Portraits


Laurent Le Fur, DG de Lenôtre, un homme heureux

Yeux souriants, démarche de rugbyman assurée, du rêve dans les yeux, la silhouette de Laurent Le Fur, Directeur Général de Lenôtre, ne passe pas inaperçue, lorsqu’il franchit la porte. De caractère enjoué et passionné, il aime les hommes et ceux-ci le lui rendent bien.
Il a vécu ses rêves d’enfant, avec des moments improbables, comme manger un sandwich avec Bill Gates ou passer une demi-heure avec le collectionneur Barnes au Musée d’Orsay. Mais il sait rester simple, et son énergie et sa passion il les réserve à la Maison Lenôtre. Sous son impulsion et sa direction, il a réveillé une belle endormie qui n’attendait que son prince !

D’où venez-vous Laurent Le Fur ?



De père radiologue et de mère pédiatre, je suis devenu gourmand grâce à ma grand-mère maternelle que j’ai beaucoup vu jusqu’à l’âge de 17 ans, me partageant durant mon enfance entre la montagne et le Perche où elle vivait.
Une histoire incroyable que la sienne. Comme elle fut abandonnée dans le Bois de Boulogne, elle s’était baptisée Madeleine Boulogne ! Une femme souriante, que j’ai toujours vu cuisiner et qui m’a certainement rendu gourmand !
Avec son mari, mon grand-père, un des seuls revenus de la guerre de 14, ils élevaient des chevaux dans le Perche. Ce fut une parenthèse de bonheur pour moi. J’ai eu la chance de la garder jusqu’à 102 ans, j’avais 17 ans à l’époque.
Puis je me suis lancé dans des études de droit et de Sciences Po mais je réalisais que j’étais surtout tourné vers la convivialité. J’ai donc intégré une école hôtelière à Thonon les Bains et eu la chance d’avoir le soutien d’un professeur principal et chef de travaux à Lausanne, qui m’avait repéré et m’a permis de terminer ma dernière année, n’ayant pas les moyens financiers de payer mes études.
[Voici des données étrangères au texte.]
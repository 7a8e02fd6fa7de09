//! Influential features
//!
//! Derives the subset of features a regularized model relies on from its coefficient
//! pattern. Ridge never zeroes a coefficient, so the `k` largest magnitudes are kept. Lasso
//! produces exact zeros, every surviving coefficient is kept.
use ndarray::{ArrayBase, Data, Ix1};

#[cfg(feature = "serde")]
use serde_crate::{Deserialize, Serialize};

use crate::dataset::Float;
use crate::error::{Error, Result};
use crate::RegressionKind;

/// Indices of the `k` coefficients with the largest absolute value
///
/// Ties are broken towards the lower index. The indices are returned in ascending order.
///
/// ```rust
/// use ndarray::array;
/// use regpath::influence::top_k_by_magnitude;
///
/// let infl = top_k_by_magnitude(&array![0.1, -0.9, 0.3, -0.2], 2)?;
/// assert_eq!(infl, vec![1, 2]);
/// # Ok::<(), regpath::Error>(())
/// ```
///
/// # Errors
///
/// Returns `InvalidArgument` if `k` is larger than the number of coefficients.
pub fn top_k_by_magnitude<F: Float, D: Data<Elem = F>>(
    coefficients: &ArrayBase<D, Ix1>,
    k: usize,
) -> Result<Vec<usize>> {
    if k > coefficients.len() {
        return Err(Error::InvalidArgument(format!(
            "cannot select {} features out of {} coefficients",
            k,
            coefficients.len()
        )));
    }

    let mut order = (0..coefficients.len()).collect::<Vec<_>>();
    // stable sort keeps lower indices first among equal magnitudes
    order.sort_by(|a, b| {
        coefficients[*b]
            .abs()
            .partial_cmp(&coefficients[*a].abs())
            .unwrap_or_else(|| {
                // NaN magnitudes sort behind every number
                coefficients[*a].is_nan().cmp(&coefficients[*b].is_nan())
            })
    });

    let mut selected = order.into_iter().take(k).collect::<Vec<_>>();
    selected.sort_unstable();

    Ok(selected)
}

/// Indices of the coefficients with `|w| > tolerance`, in ascending order
///
/// With a tolerance of zero this is exactly the support of a lasso solution.
///
/// # Errors
///
/// Returns `InvalidArgument` if the tolerance is negative or NaN.
pub fn nonzero<F: Float, D: Data<Elem = F>>(
    coefficients: &ArrayBase<D, Ix1>,
    tolerance: F,
) -> Result<Vec<usize>> {
    if tolerance.is_nan() || tolerance < F::zero() {
        return Err(Error::InvalidArgument(format!(
            "tolerance should be non-negative, but is {}",
            tolerance
        )));
    }

    Ok(coefficients
        .iter()
        .enumerate()
        .filter(|(_, w)| w.abs() > tolerance)
        .map(|(idx, _)| idx)
        .collect())
}

/// Rule turning a coefficient vector into a set of influential features
#[cfg_attr(
    feature = "serde",
    derive(Serialize, Deserialize),
    serde(crate = "serde_crate")
)]
#[derive(Debug, Clone, Copy, PartialEq)]
pub enum InfluencePolicy<F> {
    /// Keep the `k` largest magnitudes
    TopK(usize),
    /// Keep every coefficient with a magnitude above the tolerance
    NonZero(F),
}

impl<F: Float> InfluencePolicy<F> {
    /// Policy matching the sparsity pattern of a regression kind
    ///
    /// Ridge ranks by magnitude and keeps `top_k`, lasso keeps every coefficient with a
    /// magnitude above `tolerance`. Each kind ignores the setting of the other.
    pub fn for_kind(kind: RegressionKind, top_k: usize, tolerance: F) -> Self {
        match kind {
            RegressionKind::Ridge => InfluencePolicy::TopK(top_k),
            RegressionKind::Lasso => InfluencePolicy::NonZero(tolerance),
        }
    }

    /// Apply the policy to a coefficient vector
    pub fn rank<D: Data<Elem = F>>(
        &self,
        coefficients: &ArrayBase<D, Ix1>,
    ) -> Result<Vec<usize>> {
        match self {
            InfluencePolicy::TopK(k) => top_k_by_magnitude(coefficients, *k),
            InfluencePolicy::NonZero(tolerance) => nonzero(coefficients, *tolerance),
        }
    }
}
Je suis ensuite allé au service militaire sur la Jeanne d’Arc durant 2 ans.

Comment êtes-vous entré chez Lenôtre ?



Après mon service militaire, j’ai ouvert un salon de thé à Strasbourg, devenu la plus grande pâtisserie de la ville et qui existe toujours. J’y ai appris la rigueur alsacienne (sourires). Dans les années 87/88 je suis parti m’occuper des achats et du contrôle de gestion chez Windstar (entre Monaco et la Floride) où je suis resté 18 mois. Puis, après une incursion en tant que directeur de la restauration chez Pullman, j’arrive à Paris en 90 pour être commercial chez François Clerc et gravir les échelons jusqu’en 96. Cette même année je suis chassé par la maison Lenôtre pour devenir directeur des ventes où je vais rester jusqu’en 2006. J’y ai occupé toutes les fonctions, repositionné le département « Traiteur », obtenu la 3ème étoile au Pré Catelan

Pré Catelan

En 2006, je pars pour divergence de vue, et je crée LFP, prenant 15% de participation dans les Yachts de Paris (YDP).
En 2008 Sodexo rachète YDP et me demande d’en prendre la direction tout en restant co-actionnaire.
En 2011, je redresse la société, déploie des projets sur la concession du Port de Javel, et le CA passe de 14 à 17 millions d’euros. Je prends aussi la direction de la restauration de la Tour Eiffel et je gère les évènements.
En 2012, je vends mes actions YDP et je me demande si je vais rester au sein de la société. Et là, j’apprends que Sodexo a racheté Lenôtre. Finalement, en 2013, je reviens à « mes premières amours » et prends les rênes des activités Lenôtre à la suite de Nathalie Bellond, en 2013.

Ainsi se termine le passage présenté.